>>>>>

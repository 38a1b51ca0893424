//! Per-project metric records and the collection handed to the renderer
//!
//! Global invariants enforced:
//! - Every record carries a `Project Name` entry
//! - Metric order within a record is the order found in the source XML
//! - Record order within a collection is file processing order

use anyhow::Result;
use indexmap::IndexMap;
use std::path::PathBuf;

/// Key under which the target's `Name` attribute is stored
pub const PROJECT_NAME: &str = "Project Name";

/// Ordered sequence of records, one per successfully parsed file
pub type ReportCollection = Vec<MetricRecord>;

/// Metrics extracted from a single result file
///
/// Keys are the metric names as written in the XML (`MaintainabilityIndex`,
/// `SourceLines`, ...). Keys beyond the rendered columns are kept.
#[derive(Debug, Clone, PartialEq, Eq)]
pub struct MetricRecord {
    values: IndexMap<String, String>,
}

impl MetricRecord {
    /// Create a record holding only the project name
    pub fn new(project_name: impl Into<String>) -> Self {
        let mut values = IndexMap::new();
        values.insert(PROJECT_NAME.to_string(), project_name.into());
        MetricRecord { values }
    }

    pub fn project_name(&self) -> &str {
        self.get(PROJECT_NAME).unwrap_or_default()
    }

    pub fn get(&self, name: &str) -> Option<&str> {
        self.values.get(name).map(String::as_str)
    }

    /// Add a metric value; a name already present is rejected
    pub fn insert_metric(&mut self, name: impl Into<String>, value: impl Into<String>) -> Result<()> {
        let name = name.into();
        if self.values.contains_key(&name) {
            anyhow::bail!("duplicate metric name: {}", name);
        }
        self.values.insert(name, value.into());
        Ok(())
    }

    /// Number of entries, including the project name
    pub fn len(&self) -> usize {
        self.values.len()
    }

    pub fn is_empty(&self) -> bool {
        self.values.is_empty()
    }

    pub fn iter(&self) -> impl Iterator<Item = (&str, &str)> {
        self.values.iter().map(|(k, v)| (k.as_str(), v.as_str()))
    }
}

/// A result file that contributed no record
#[derive(Debug, Clone, PartialEq, Eq)]
pub struct FileFailure {
    pub path: PathBuf,
    pub reason: String,
}

/// Outcome of extracting every located file
#[derive(Debug, Clone, Default)]
pub struct Extraction {
    pub records: ReportCollection,
    pub failures: Vec<FileFailure>,
}

impl Extraction {
    pub fn processed(&self) -> usize {
        self.records.len() + self.failures.len()
    }
}
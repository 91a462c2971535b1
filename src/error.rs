//! Failure kinds surfaced by an import run.
//!
//! Every variant is fatal: the pipeline rolls the destination back and
//! reports the error. Functions in this crate return [`anyhow::Result`]
//! and raise these through it, so callers recover the kind with
//! `err.downcast_ref::<ImportError>()`.

use std::path::PathBuf;

use thiserror::Error;

#[derive(Error, Debug)]
pub enum ImportError {
    #[error("unrecognized source: {} (expected a directory, tarball, or disk image)", .0.display())]
    UnrecognizedSource(PathBuf),

    #[error("source path does not exist: {}", .0.display())]
    SourceNotFound(PathBuf),

    #[error("{tool} not found; install it with: {hint}")]
    MissingExternalTool { tool: String, hint: String },

    #[error("failed to convert {} to a raw image: {reason}", .image.display())]
    ConversionFailed { image: PathBuf, reason: String },

    #[error("no Linux partitions found in {}", .0.display())]
    NoPartitionsFound(PathBuf),

    #[error(
        "could not determine the root partition ({marked} partitions carry etc/os-release); \
         retry with an image that has a single partition"
    )]
    AmbiguousRootPartition { marked: usize },

    #[error("failed to mount {} at offset {offset}", .image.display())]
    MountFailed { image: PathBuf, offset: u64 },

    #[error("failed to extract {}: {reason}", .archive.display())]
    ExtractFailed { archive: PathBuf, reason: String },

    #[error("failed to copy {}: {reason}", .entry.display())]
    CopyFailed { entry: PathBuf, reason: String },
}
//! Choosing the root partition among the candidates of a raw image.
//!
//! Each candidate is mounted on the same scratch directory, checked for
//! `etc/os-release`, and unmounted again before the next one is tried, so
//! at most one partition of the image is mounted at any time. The choice
//! is a heuristic: nested installs or chroots that carry their own
//! `etc/os-release` can make it pick the wrong partition.

use std::fs;
use std::path::{Path, PathBuf};
use std::time::Duration;

use anyhow::{bail, Context, Result};

use crate::mount::{MountGuard, MountPartition};
use crate::partition::PartitionCandidate;
use crate::ImportError;

/// Marker whose presence (file or symlink) suggests a Linux root.
pub const OS_RELEASE_MARKER: &str = "etc/os-release";

/// Outcome of mounting and inspecting one candidate.
#[derive(Debug, Clone, PartialEq, Eq)]
pub struct MountProbe {
    pub candidate: PartitionCandidate,
    pub mounted: bool,
    pub has_os_release: bool,
}

impl MountProbe {
    /// Every candidate that mounted already passed the type filter of the
    /// table reader.
    pub fn is_linux_typed(&self) -> bool {
        self.mounted
    }
}

/// How the root was chosen.
#[derive(Debug, Clone, Copy, PartialEq, Eq)]
pub enum Selection {
    /// The only candidate that mounted.
    OnlyMountable(PartitionCandidate),
    /// Several mounted; the only one carrying `etc/os-release`.
    Guessed(PartitionCandidate),
}

impl Selection {
    pub fn candidate(&self) -> PartitionCandidate {
        match *self {
            Selection::OnlyMountable(c) | Selection::Guessed(c) => c,
        }
    }
}

fn has_marker(root: &Path) -> bool {
    // symlink_metadata so a link into the host (absolute target) still counts.
    fs::symlink_metadata(root.join(OS_RELEASE_MARKER)).is_ok()
}

fn probe_one(
    mounter: &dyn MountPartition,
    image: &Path,
    candidate: PartitionCandidate,
    mount_point: &Path,
    backoff: Duration,
) -> Result<MountProbe> {
    let offset = candidate.offset();
    let mut guard = match MountGuard::mount(mounter, image, offset, mount_point) {
        Ok(guard) => guard,
        Err(first) => {
            // Loop device churn can briefly report the device as busy.
            log::debug!("{first:#}; retrying in {}ms", backoff.as_millis());
            std::thread::sleep(backoff);
            match MountGuard::mount(mounter, image, offset, mount_point) {
                Ok(guard) => guard,
                Err(e) => {
                    log::debug!("partition at offset {offset} is not mountable: {e:#}");
                    return Ok(MountProbe {
                        candidate,
                        mounted: false,
                        has_os_release: false,
                    });
                }
            }
        }
    };

    let has_os_release = has_marker(guard.path());
    log::debug!(
        "partition at offset {offset} mounted{}",
        if has_os_release { ", has etc/os-release" } else { "" }
    );
    // The next candidate reuses the mount point.
    guard.unmount().with_context(|| {
        format!("failed to unmount partition at offset {offset}; stopping the probe")
    })?;
    Ok(MountProbe {
        candidate,
        mounted: true,
        has_os_release,
    })
}

/// Mount, inspect, and unmount every candidate in order.
///
/// A candidate that cannot be unmounted ends the probe with an error.
pub fn probe_all(
    mounter: &dyn MountPartition,
    image: &Path,
    candidates: &[PartitionCandidate],
    mount_point: &Path,
    backoff: Duration,
) -> Result<Vec<MountProbe>> {
    candidates
        .iter()
        .map(|&c| probe_one(mounter, image, c, mount_point, backoff))
        .collect()
}

/// Apply the selection rule to a finished set of probes.
pub fn choose(image: &Path, probes: &[MountProbe]) -> Result<Selection> {
    let linux: Vec<&MountProbe> = probes.iter().filter(|p| p.is_linux_typed()).collect();
    if linux.is_empty() {
        let offset = probes.first().map(|p| p.candidate.offset()).unwrap_or(0);
        bail!(ImportError::MountFailed {
            image: PathBuf::from(image),
            offset,
        });
    }
    if let [only] = linux.as_slice() {
        return Ok(Selection::OnlyMountable(only.candidate));
    }

    let marked: Vec<&&MountProbe> = linux.iter().filter(|p| p.has_os_release).collect();
    match marked.as_slice() {
        [only] => Ok(Selection::Guessed(only.candidate)),
        _ => bail!(ImportError::AmbiguousRootPartition {
            marked: marked.len(),
        }),
    }
}

/// Probe all candidates and pick the root partition.
///
/// A [`Selection::Guessed`] result has already been reported with `warn!`.
pub fn select_root(
    mounter: &dyn MountPartition,
    image: &Path,
    candidates: &[PartitionCandidate],
    mount_point: &Path,
    backoff: Duration,
) -> Result<Selection> {
    let probes = probe_all(mounter, image, candidates, mount_point, backoff)?;
    let selection = choose(image, &probes)?;
    if let Selection::Guessed(c) = selection {
        log::warn!(
            "found {} Linux partitions; guessing the one at offset {} (it has {OS_RELEASE_MARKER})",
            probes.iter().filter(|p| p.is_linux_typed()).count(),
            c.offset()
        );
    }
    Ok(selection)
}
/// Recursively copy a single entry of any file type.
pub fn copy_entry(src: &Path, dst: &Path) -> Result<()> {
    let stat = lstat_entry(src)?;
    let mode = stat.st_mode & libc::S_IFMT;

    match mode {
        libc::S_IFDIR => {
            fs::create_dir(dst)
                .with_context(|| format!("failed to create directory {}", dst.display()))?;
            copy_tree(src, dst)?;
            // Metadata last so a read-only directory can still be filled.
            copy_metadata_from_stat(dst, &stat)?;
            copy_xattrs(src, dst)?;
        }
        libc::S_IFREG => {
            fs::copy(src, dst)
                .with_context(|| format!("failed to copy file {}", src.display()))?;
            copy_metadata_from_stat(dst, &stat)?;
            copy_xattrs(src, dst)?;
        }
        libc::S_IFLNK => {
            let target = fs::read_link(src)
                .with_context(|| format!("failed to read symlink {}", src.display()))?;
            unix_fs::symlink(&target, dst)
                .with_context(|| format!("failed to create symlink {}", dst.display()))?;
            copy_metadata_from_stat(dst, &stat)?;
            copy_xattrs(src, dst)?;
        }
        libc::S_IFBLK | libc::S_IFCHR => {
            let c_path = path_to_cstring(dst)?;
            let ret = unsafe { libc::mknod(c_path.as_ptr(), stat.st_mode, stat.st_rdev) };
            if ret != 0 {
                return Err(std::io::Error::last_os_error())
                    .with_context(|| format!("mknod failed for {}", dst.display()));
            }
            copy_metadata_from_stat(dst, &stat)?;
            copy_xattrs(src, dst)?;
        }
        libc::S_IFIFO => {
            let c_path = path_to_cstring(dst)?;
            let ret = unsafe { libc::mkfifo(c_path.as_ptr(), stat.st_mode & 0o7777) };
            if ret != 0 {
                return Err(std::io::Error::last_os_error())
                    .with_context(|| format!("mkfifo failed for {}", dst.display()));
            }
            copy_metadata_from_stat(dst, &stat)?;
            copy_xattrs(src, dst)?;
        }
        libc::S_IFSOCK => {
            let c_path = path_to_cstring(dst)?;
            let ret = unsafe {
                libc::mknod(c_path.as_ptr(), libc::S_IFSOCK | (stat.st_mode & 0o7777), 0)
            };
            if ret != 0 {
                return Err(std::io::Error::last_os_error())
                    .with_context(|| format!("mknod (socket) failed for {}", dst.display()));
            }
            copy_metadata_from_stat(dst, &stat)?;
            copy_xattrs(src, dst)?;
        }
        _ => {
            log::warn!(
                "skipping unknown file type {:o} for {}",
                mode,
                src.display()
            );
        }
    }

    Ok(())
}

fn copy_metadata_from_stat(dst: &Path, stat: &libc::stat) -> Result<()> {
    let c_path = path_to_cstring(dst)?;

    // Ownership. Unprivileged runs can only keep their own ids.
    let ret = unsafe { libc::lchown(c_path.as_ptr(), stat.st_uid, stat.st_gid) };
    if ret != 0 {
        let err = std::io::Error::last_os_error();
        if err.raw_os_error() != Some(libc::EPERM) || crate::is_privileged() {
            return Err(err).with_context(|| format!("lchown failed for {}", dst.display()));
        }
    }

    // chmod does not apply to symlinks.
    let file_type = stat.st_mode & libc::S_IFMT;
    if file_type != libc::S_IFLNK {
        let ret = unsafe { libc::chmod(c_path.as_ptr(), stat.st_mode & 0o7777) };
        if ret != 0 {
            return Err(std::io::Error::last_os_error())
                .with_context(|| format!("chmod failed for {}", dst.display()));
        }
    }

    let times = [
        libc::timespec {
            tv_sec: stat.st_atime,
            tv_nsec: stat.st_atime_nsec,
        },
        libc::timespec {
            tv_sec: stat.st_mtime,
            tv_nsec: stat.st_mtime_nsec,
        },
    ];
    let ret = unsafe {
        libc::utimensat(
            libc::AT_FDCWD,
            c_path.as_ptr(),
            times.as_ptr(),
            libc::AT_SYMLINK_NOFOLLOW,
        )
    };
    if ret != 0 {
        let err = std::io::Error::last_os_error();
        // ENOTSUP on some filesystems for symlink timestamps.
        if err.raw_os_error() != Some(libc::ENOTSUP) {
            return Err(err).with_context(|| format!("utimensat failed for {}", dst.display()));
        }
    }

    Ok(())
}
//! Loading, saving, and resolving the configuration file
//! (default: `~/.config/stratum-import/config.toml`).

use std::path::{Path, PathBuf};
use std::time::Duration;

use anyhow::{bail, Context, Result};
use serde::{Deserialize, Serialize};

#[derive(Debug, Serialize, Deserialize)]
pub struct Config {
    /// Directory new strata are created under.
    #[serde(default = "default_strata_dir")]
    pub strata_dir: PathBuf,

    /// Program converting disk images to raw (`qemu-img` compatible).
    #[serde(default = "default_converter")]
    pub converter: String,

    /// Program printing the partition table (`fdisk -l` compatible).
    #[serde(default = "default_inspector")]
    pub inspector: String,

    /// Delay before retrying a failed loop mount.
    #[serde(default = "default_mount_backoff_ms")]
    pub mount_backoff_ms: u64,

    /// Single-character directory that some VM exports wrap the root in.
    #[serde(default = "default_wrapper_dir")]
    pub wrapper_dir: String,
}

fn default_strata_dir() -> PathBuf {
    PathBuf::from("/bedrock/strata")
}

fn default_converter() -> String {
    "qemu-img".to_string()
}

fn default_inspector() -> String {
    "fdisk".to_string()
}

fn default_mount_backoff_ms() -> u64 {
    1000
}

fn default_wrapper_dir() -> String {
    "x".to_string()
}

impl Default for Config {
    fn default() -> Self {
        Self {
            strata_dir: default_strata_dir(),
            converter: default_converter(),
            inspector: default_inspector(),
            mount_backoff_ms: default_mount_backoff_ms(),
            wrapper_dir: default_wrapper_dir(),
        }
    }
}

impl Config {
    pub fn display(&self) {
        println!("strata_dir = {}", self.strata_dir.display());
        println!("converter = {}", self.converter);
        println!("inspector = {}", self.inspector);
        println!("mount_backoff_ms = {}", self.mount_backoff_ms);
        println!("wrapper_dir = {}", self.wrapper_dir);
    }

    pub fn mount_backoff(&self) -> Duration {
        Duration::from_millis(self.mount_backoff_ms)
    }

    /// Update a single key from its string form, validating the value.
    pub fn set(&mut self, key: &str, value: &str) -> Result<()> {
        match key {
            "strata_dir" => {
                let path = PathBuf::from(value);
                if !path.is_absolute() {
                    bail!("strata_dir must be an absolute path: {value}");
                }
                self.strata_dir = path;
            }
            "converter" | "inspector" => {
                if value.trim().is_empty() {
                    bail!("{key} cannot be empty");
                }
                if key == "converter" {
                    self.converter = value.to_string();
                } else {
                    self.inspector = value.to_string();
                }
            }
            "mount_backoff_ms" => {
                self.mount_backoff_ms = value.parse().map_err(|_| {
                    anyhow::anyhow!("mount_backoff_ms must be an integer (milliseconds)")
                })?;
            }
            "wrapper_dir" => {
                if value.chars().count() != 1 || value == "/" || value == "." {
                    bail!("wrapper_dir must be a single character directory name: {value:?}");
                }
                self.wrapper_dir = value.to_string();
            }
            _ => bail!("unknown config key: {key}"),
        }
        Ok(())
    }
}

fn sudo_user_config_path() -> Option<PathBuf> {
    let su = crate::sudo_user()?;
    Some(su.home.join(".config").join("stratum-import").join("config.toml"))
}

pub fn config_path() -> Result<PathBuf> {
    // When running under sudo, prefer the invoking user's config if it exists.
    if let Some(path) = sudo_user_config_path() {
        if path.exists() {
            return Ok(path);
        }
    }
    let base = if let Ok(xdg) = std::env::var("XDG_CONFIG_HOME") {
        PathBuf::from(xdg)
    } else {
        let home = std::env::var("HOME").context("HOME not set")?;
        PathBuf::from(home).join(".config")
    };
    Ok(base.join("stratum-import").join("config.toml"))
}

pub fn resolve_path(path: Option<&Path>) -> Result<PathBuf> {
    match path {
        Some(p) => Ok(p.to_path_buf()),
        None => config_path(),
    }
}

pub fn load(path: Option<&Path>) -> Result<Config> {
    let path = resolve_path(path)?;
    if !path.exists() {
        return Ok(Config::default());
    }
    let contents = std::fs::read_to_string(&path)
        .with_context(|| format!("failed to read {}", path.display()))?;
    let config: Config =
        toml::from_str(&contents).with_context(|| format!("failed to parse {}", path.display()))?;
    Ok(config)
}

pub fn save(config: &Config, path: Option<&Path>) -> Result<()> {
    let path = resolve_path(path)?;
    if let Some(parent) = path.parent() {
        std::fs::create_dir_all(parent)
            .with_context(|| format!("failed to create {}", parent.display()))?;
    }
    let contents = toml::to_string(config).context("failed to serialize config")?;
    std::fs::write(&path, contents)
        .with_context(|| format!("failed to write {}", path.display()))?;
    Ok(())
}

<<<<<

> Task directions
The lines you need are those containing "Extraction"; find them in the records and copy them.

> Your response
pub struct Extraction {
impl Extraction {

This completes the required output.